╔══
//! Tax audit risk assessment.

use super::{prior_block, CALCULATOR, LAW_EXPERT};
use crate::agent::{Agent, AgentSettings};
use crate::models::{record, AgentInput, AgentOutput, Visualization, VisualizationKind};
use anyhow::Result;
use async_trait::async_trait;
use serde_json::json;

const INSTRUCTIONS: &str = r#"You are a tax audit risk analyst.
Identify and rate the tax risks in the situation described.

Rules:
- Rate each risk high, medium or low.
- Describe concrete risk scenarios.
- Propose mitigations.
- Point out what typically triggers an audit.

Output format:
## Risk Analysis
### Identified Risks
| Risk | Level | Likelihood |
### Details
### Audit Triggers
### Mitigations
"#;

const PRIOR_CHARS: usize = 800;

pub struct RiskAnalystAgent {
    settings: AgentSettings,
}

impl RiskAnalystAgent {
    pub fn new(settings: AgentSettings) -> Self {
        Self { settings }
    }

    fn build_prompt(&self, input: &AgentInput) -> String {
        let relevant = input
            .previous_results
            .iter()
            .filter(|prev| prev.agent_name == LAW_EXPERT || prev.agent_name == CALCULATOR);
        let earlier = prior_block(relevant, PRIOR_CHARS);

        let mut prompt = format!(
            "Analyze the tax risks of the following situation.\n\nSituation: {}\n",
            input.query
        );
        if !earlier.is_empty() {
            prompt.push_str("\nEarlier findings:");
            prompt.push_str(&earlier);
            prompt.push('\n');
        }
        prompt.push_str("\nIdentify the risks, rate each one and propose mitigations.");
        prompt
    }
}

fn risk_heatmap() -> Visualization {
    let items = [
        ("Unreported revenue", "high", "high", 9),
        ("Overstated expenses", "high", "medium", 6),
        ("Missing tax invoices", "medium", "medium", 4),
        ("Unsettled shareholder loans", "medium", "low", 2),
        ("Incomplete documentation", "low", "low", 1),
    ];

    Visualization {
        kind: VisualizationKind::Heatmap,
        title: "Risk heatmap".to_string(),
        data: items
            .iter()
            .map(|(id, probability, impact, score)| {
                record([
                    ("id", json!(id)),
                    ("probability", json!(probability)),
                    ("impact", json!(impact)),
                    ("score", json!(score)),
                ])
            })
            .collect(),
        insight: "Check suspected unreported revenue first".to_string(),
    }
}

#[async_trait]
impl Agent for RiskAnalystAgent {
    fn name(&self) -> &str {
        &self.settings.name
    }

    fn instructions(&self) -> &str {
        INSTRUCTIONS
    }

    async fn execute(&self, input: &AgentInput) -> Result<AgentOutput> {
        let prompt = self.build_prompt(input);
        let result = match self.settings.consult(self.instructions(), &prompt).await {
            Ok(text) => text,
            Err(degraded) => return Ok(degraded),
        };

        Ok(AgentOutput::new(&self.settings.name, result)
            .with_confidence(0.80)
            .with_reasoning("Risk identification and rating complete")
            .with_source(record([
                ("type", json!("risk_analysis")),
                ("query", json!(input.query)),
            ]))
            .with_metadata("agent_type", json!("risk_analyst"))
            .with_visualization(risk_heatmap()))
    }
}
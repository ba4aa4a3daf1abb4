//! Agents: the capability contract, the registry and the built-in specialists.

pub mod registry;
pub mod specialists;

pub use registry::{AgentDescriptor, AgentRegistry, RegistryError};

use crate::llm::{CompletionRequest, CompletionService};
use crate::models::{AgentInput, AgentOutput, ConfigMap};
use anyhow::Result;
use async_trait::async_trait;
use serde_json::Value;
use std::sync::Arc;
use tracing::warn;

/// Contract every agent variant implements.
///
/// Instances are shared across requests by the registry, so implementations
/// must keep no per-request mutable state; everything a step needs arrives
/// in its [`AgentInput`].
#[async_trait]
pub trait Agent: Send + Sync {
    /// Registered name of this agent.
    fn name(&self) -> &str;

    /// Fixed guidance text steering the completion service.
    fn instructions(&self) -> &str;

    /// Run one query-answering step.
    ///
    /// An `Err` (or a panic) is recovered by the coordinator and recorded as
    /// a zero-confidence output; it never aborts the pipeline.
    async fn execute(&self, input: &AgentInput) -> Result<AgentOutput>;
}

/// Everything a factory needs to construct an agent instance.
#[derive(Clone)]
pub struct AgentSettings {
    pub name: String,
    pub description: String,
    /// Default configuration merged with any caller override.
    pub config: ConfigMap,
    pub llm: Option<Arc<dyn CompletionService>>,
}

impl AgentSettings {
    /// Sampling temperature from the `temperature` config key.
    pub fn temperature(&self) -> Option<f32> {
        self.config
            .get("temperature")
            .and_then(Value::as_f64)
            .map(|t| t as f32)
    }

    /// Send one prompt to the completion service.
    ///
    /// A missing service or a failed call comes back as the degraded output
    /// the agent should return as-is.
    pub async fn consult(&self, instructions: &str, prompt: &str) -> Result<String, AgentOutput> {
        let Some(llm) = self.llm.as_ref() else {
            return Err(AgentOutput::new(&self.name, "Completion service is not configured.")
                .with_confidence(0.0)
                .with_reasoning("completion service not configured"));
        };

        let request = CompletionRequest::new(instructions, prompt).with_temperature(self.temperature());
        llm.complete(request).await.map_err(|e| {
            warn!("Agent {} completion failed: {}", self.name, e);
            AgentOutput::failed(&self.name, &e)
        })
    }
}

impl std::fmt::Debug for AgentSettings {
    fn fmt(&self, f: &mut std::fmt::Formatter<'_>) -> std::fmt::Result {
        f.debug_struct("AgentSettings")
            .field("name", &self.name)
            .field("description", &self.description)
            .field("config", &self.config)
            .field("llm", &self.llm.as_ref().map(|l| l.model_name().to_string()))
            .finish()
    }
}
╚══
**What to work on**.
The response should consist of all the entries, copied without any alteration.

**Expected answer**.
//! Tax audit risk assessment.

use super::{prior_block, CALCULATOR, LAW_EXPERT};
use crate::agent::{Agent, AgentSettings};
use crate::models::{record, AgentInput, AgentOutput, Visualization, VisualizationKind};
use anyhow::Result;
use async_trait::async_trait;
use serde_json::json;

const INSTRUCTIONS: &str = r#"You are a tax audit risk analyst.
Identify and rate the tax risks in the situation described.

Rules:
- Rate each risk high, medium or low.
- Describe concrete risk scenarios.
- Propose mitigations.
- Point out what typically triggers an audit.

Output format:
## Risk Analysis
### Identified Risks
| Risk | Level | Likelihood |
### Details
### Audit Triggers
### Mitigations
"#;

const PRIOR_CHARS: usize = 800;

pub struct RiskAnalystAgent {
    settings: AgentSettings,
}

impl RiskAnalystAgent {
    pub fn new(settings: AgentSettings) -> Self {
        Self { settings }
    }

    fn build_prompt(&self, input: &AgentInput) -> String {
        let relevant = input
            .previous_results
            .iter()
            .filter(|prev| prev.agent_name == LAW_EXPERT || prev.agent_name == CALCULATOR);
        let earlier = prior_block(relevant, PRIOR_CHARS);

        let mut prompt = format!(
            "Analyze the tax risks of the following situation.\n\nSituation: {}\n",
            input.query
        );
        if !earlier.is_empty() {
            prompt.push_str("\nEarlier findings:");
            prompt.push_str(&earlier);
            prompt.push('\n');
        }
        prompt.push_str("\nIdentify the risks, rate each one and propose mitigations.");
        prompt
    }
}

fn risk_heatmap() -> Visualization {
    let items = [
        ("Unreported revenue", "high", "high", 9),
        ("Overstated expenses", "high", "medium", 6),
        ("Missing tax invoices", "medium", "medium", 4),
        ("Unsettled shareholder loans", "medium", "low", 2),
        ("Incomplete documentation", "low", "low", 1),
    ];

    Visualization {
        kind: VisualizationKind::Heatmap,
        title: "Risk heatmap".to_string(),
        data: items
            .iter()
            .map(|(id, probability, impact, score)| {
                record([
                    ("id", json!(id)),
                    ("probability", json!(probability)),
                    ("impact", json!(impact)),
                    ("score", json!(score)),
                ])
            })
            .collect(),
        insight: "Check suspected unreported revenue first".to_string(),
    }
}

#[async_trait]
impl Agent for RiskAnalystAgent {
    fn name(&self) -> &str {
        &self.settings.name
    }

    fn instructions(&self) -> &str {
        INSTRUCTIONS
    }

    async fn execute(&self, input: &AgentInput) -> Result<AgentOutput> {
        let prompt = self.build_prompt(input);
        let result = match self.settings.consult(self.instructions(), &prompt).await {
            Ok(text) => text,
            Err(degraded) => return Ok(degraded),
        };

        Ok(AgentOutput::new(&self.settings.name, result)
            .with_confidence(0.80)
            .with_reasoning("Risk identification and rating complete")
            .with_source(record([
                ("type", json!("risk_analysis")),
                ("query", json!(input.query)),
            ]))
            .with_metadata("agent_type", json!("risk_analyst"))
            .with_visualization(risk_heatmap()))
    }
}
repository ba4aa4a3daf1abb4
//! Agents: the capability contract, the registry and the built-in specialists.

pub mod registry;
pub mod specialists;

pub use registry::{AgentDescriptor, AgentRegistry, RegistryError};

use crate::llm::{CompletionRequest, CompletionService};
use crate::models::{AgentInput, AgentOutput, ConfigMap};
use anyhow::Result;
use async_trait::async_trait;
use serde_json::Value;
use std::sync::Arc;
use tracing::warn;

/// Contract every agent variant implements.
///
/// Instances are shared across requests by the registry, so implementations
/// must keep no per-request mutable state; everything a step needs arrives
/// in its [`AgentInput`].
#[async_trait]
pub trait Agent: Send + Sync {
    /// Registered name of this agent.
    fn name(&self) -> &str;

    /// Fixed guidance text steering the completion service.
    fn instructions(&self) -> &str;

    /// Run one query-answering step.
    ///
    /// An `Err` (or a panic) is recovered by the coordinator and recorded as
    /// a zero-confidence output; it never aborts the pipeline.
    async fn execute(&self, input: &AgentInput) -> Result<AgentOutput>;
}

/// Everything a factory needs to construct an agent instance.
#[derive(Clone)]
pub struct AgentSettings {
    pub name: String,
    pub description: String,
    /// Default configuration merged with any caller override.
    pub config: ConfigMap,
    pub llm: Option<Arc<dyn CompletionService>>,
}

impl AgentSettings {
    /// Sampling temperature from the `temperature` config key.
    pub fn temperature(&self) -> Option<f32> {
        self.config
            .get("temperature")
            .and_then(Value::as_f64)
            .map(|t| t as f32)
    }

    /// Send one prompt to the completion service.
    ///
    /// A missing service or a failed call comes back as the degraded output
    /// the agent should return as-is.
    pub async fn consult(&self, instructions: &str, prompt: &str) -> Result<String, AgentOutput> {
        let Some(llm) = self.llm.as_ref() else {
            return Err(AgentOutput::new(&self.name, "Completion service is not configured.")
                .with_confidence(0.0)
                .with_reasoning("completion service not configured"));
        };

        let request = CompletionRequest::new(instructions, prompt).with_temperature(self.temperature());
        llm.complete(request).await.map_err(|e| {
            warn!("Agent {} completion failed: {}", self.name, e);
            AgentOutput::failed(&self.name, &e)
        })
    }
}

impl std::fmt::Debug for AgentSettings {
    fn fmt(&self, f: &mut std::fmt::Formatter<'_>) -> std::fmt::Result {
        f.debug_struct("AgentSettings")
            .field("name", &self.name)
            .field("description", &self.description)
            .field("config", &self.config)
            .field("llm", &self.llm.as_ref().map(|l| l.model_name().to_string()))
            .finish()
    }
}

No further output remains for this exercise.